Search the material for the string "PlacedObject" and reply with how many lines contain it, nothing else.

─── Recorded data ───

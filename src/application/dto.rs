//! Request and response shapes crossing the API boundary
//!
//! Request types are deserialized from bodies that already passed their
//! rule set, so they only describe shape.

use chrono::{DateTime, Utc};
use serde::{Deserialize, Serialize};
use serde_json::{Map, Value};
use utoipa::{IntoParams, ToSchema};

use crate::domain::entities::{PlacedObject, Vector3Patch};

#[derive(Debug, Clone, Deserialize, ToSchema)]
#[serde(rename_all = "camelCase")]
pub struct SignupRequest {
    pub email: String,
    pub password: String,
    pub display_name: String,
}

#[derive(Debug, Clone, Deserialize, ToSchema)]
pub struct LoginRequest {
    pub email: String,
    pub password: String,
}

#[derive(Debug, Clone, Deserialize, ToSchema)]
pub struct EmailRequest {
    pub email: String,
}

#[derive(Debug, Clone, Deserialize, ToSchema)]
#[serde(rename_all = "camelCase")]
pub struct ResetPasswordRequest {
    pub oob_code: String,
    pub new_password: String,
}

#[derive(Debug, Clone, Deserialize, ToSchema)]
#[serde(rename_all = "camelCase")]
pub struct ChangePasswordRequest {
    pub new_password: String,
}

/// Returned by signup and login
#[derive(Debug, Clone, Serialize, ToSchema)]
#[serde(rename_all = "camelCase")]
pub struct AuthSession {
    pub uid: String,
    pub email: String,
    pub display_name: String,
    pub token: String,
    pub expires_at: DateTime<Utc>,
}

#[derive(Debug, Clone, Default, Deserialize, ToSchema)]
#[serde(rename_all = "camelCase")]
pub struct UpdateProfileRequest {
    pub display_name: Option<String>,
    pub profile_image_url: Option<String>,
    pub phone_number: Option<String>,
    #[schema(value_type = Option<Object>)]
    pub preferences: Option<Map<String, Value>>,
}

#[derive(Debug, Clone, Deserialize, ToSchema)]
pub struct UpdatePreferenceRequest {
    pub key: String,
    #[serde(default)]
    #[schema(value_type = Object)]
    pub value: Value,
}

#[derive(Debug, Clone, Deserialize, ToSchema)]
#[serde(rename_all = "camelCase")]
pub struct BatchUsersRequest {
    pub user_ids: Vec<String>,
}

#[derive(Debug, Clone, Deserialize, IntoParams)]
pub struct UserSearchQuery {
    pub query: String,
    pub limit: Option<usize>,
}

#[derive(Debug, Clone, Deserialize, IntoParams)]
pub struct EmailQuery {
    pub email: String,
}

/// Project fields; all optional so the same shape serves create and update
#[derive(Debug, Clone, Default, Deserialize, ToSchema)]
#[serde(rename_all = "camelCase")]
pub struct ProjectInput {
    pub name: Option<String>,
    pub description: Option<String>,
    pub room_type: Option<String>,
    pub tags: Option<Vec<String>>,
    pub is_public: Option<bool>,
}

#[derive(Debug, Clone, Deserialize, ToSchema)]
#[serde(rename_all = "camelCase")]
pub struct ItemRequest {
    pub item_id: String,
}

#[derive(Debug, Clone, Deserialize, ToSchema)]
pub struct ShareProjectRequest {
    pub email: String,
    pub role: Option<String>,
}

#[derive(Debug, Clone, Default, Deserialize, ToSchema)]
#[serde(rename_all = "camelCase")]
pub struct DesignInput {
    pub project_id: Option<String>,
    pub name: Option<String>,
    #[schema(value_type = Option<Object>)]
    pub canvas_data: Option<Map<String, Value>>,
    pub objects: Option<Vec<PlacedObject>>,
    pub image_url: Option<String>,
}

#[derive(Debug, Clone, Deserialize, ToSchema)]
#[serde(rename_all = "camelCase")]
pub struct AddDesignObjectRequest {
    pub furniture_item_id: String,
    pub position: Option<Vector3Patch>,
    pub rotation: Option<Vector3Patch>,
    pub scale: Option<Vector3Patch>,
}

#[derive(Debug, Clone, Deserialize, ToSchema)]
#[serde(rename_all = "camelCase")]
pub struct NewFurnitureRequest {
    pub name: String,
    pub description: String,
    pub category: String,
    pub room_type: Option<String>,
    pub price: f64,
    #[serde(default)]
    pub tags: Vec<String>,
    #[serde(default)]
    pub featured: bool,
    pub model_url: Option<String>,
    pub thumbnail_url: Option<String>,
}

#[derive(Debug, Clone, Default, Deserialize, IntoParams)]
#[serde(rename_all = "camelCase")]
#[into_params(rename_all = "camelCase")]
pub struct FurnitureListQuery {
    pub category: Option<String>,
    pub room_type: Option<String>,
    pub min_price: Option<f64>,
    pub max_price: Option<f64>,
}

#[derive(Debug, Clone, Deserialize, IntoParams)]
pub struct FurnitureSearchQuery {
    pub q: String,
}

/// Id of a freshly created document
#[derive(Debug, Clone, Serialize, ToSchema)]
pub struct CreatedId {
    pub id: String,
}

───

_Exercise response:_
2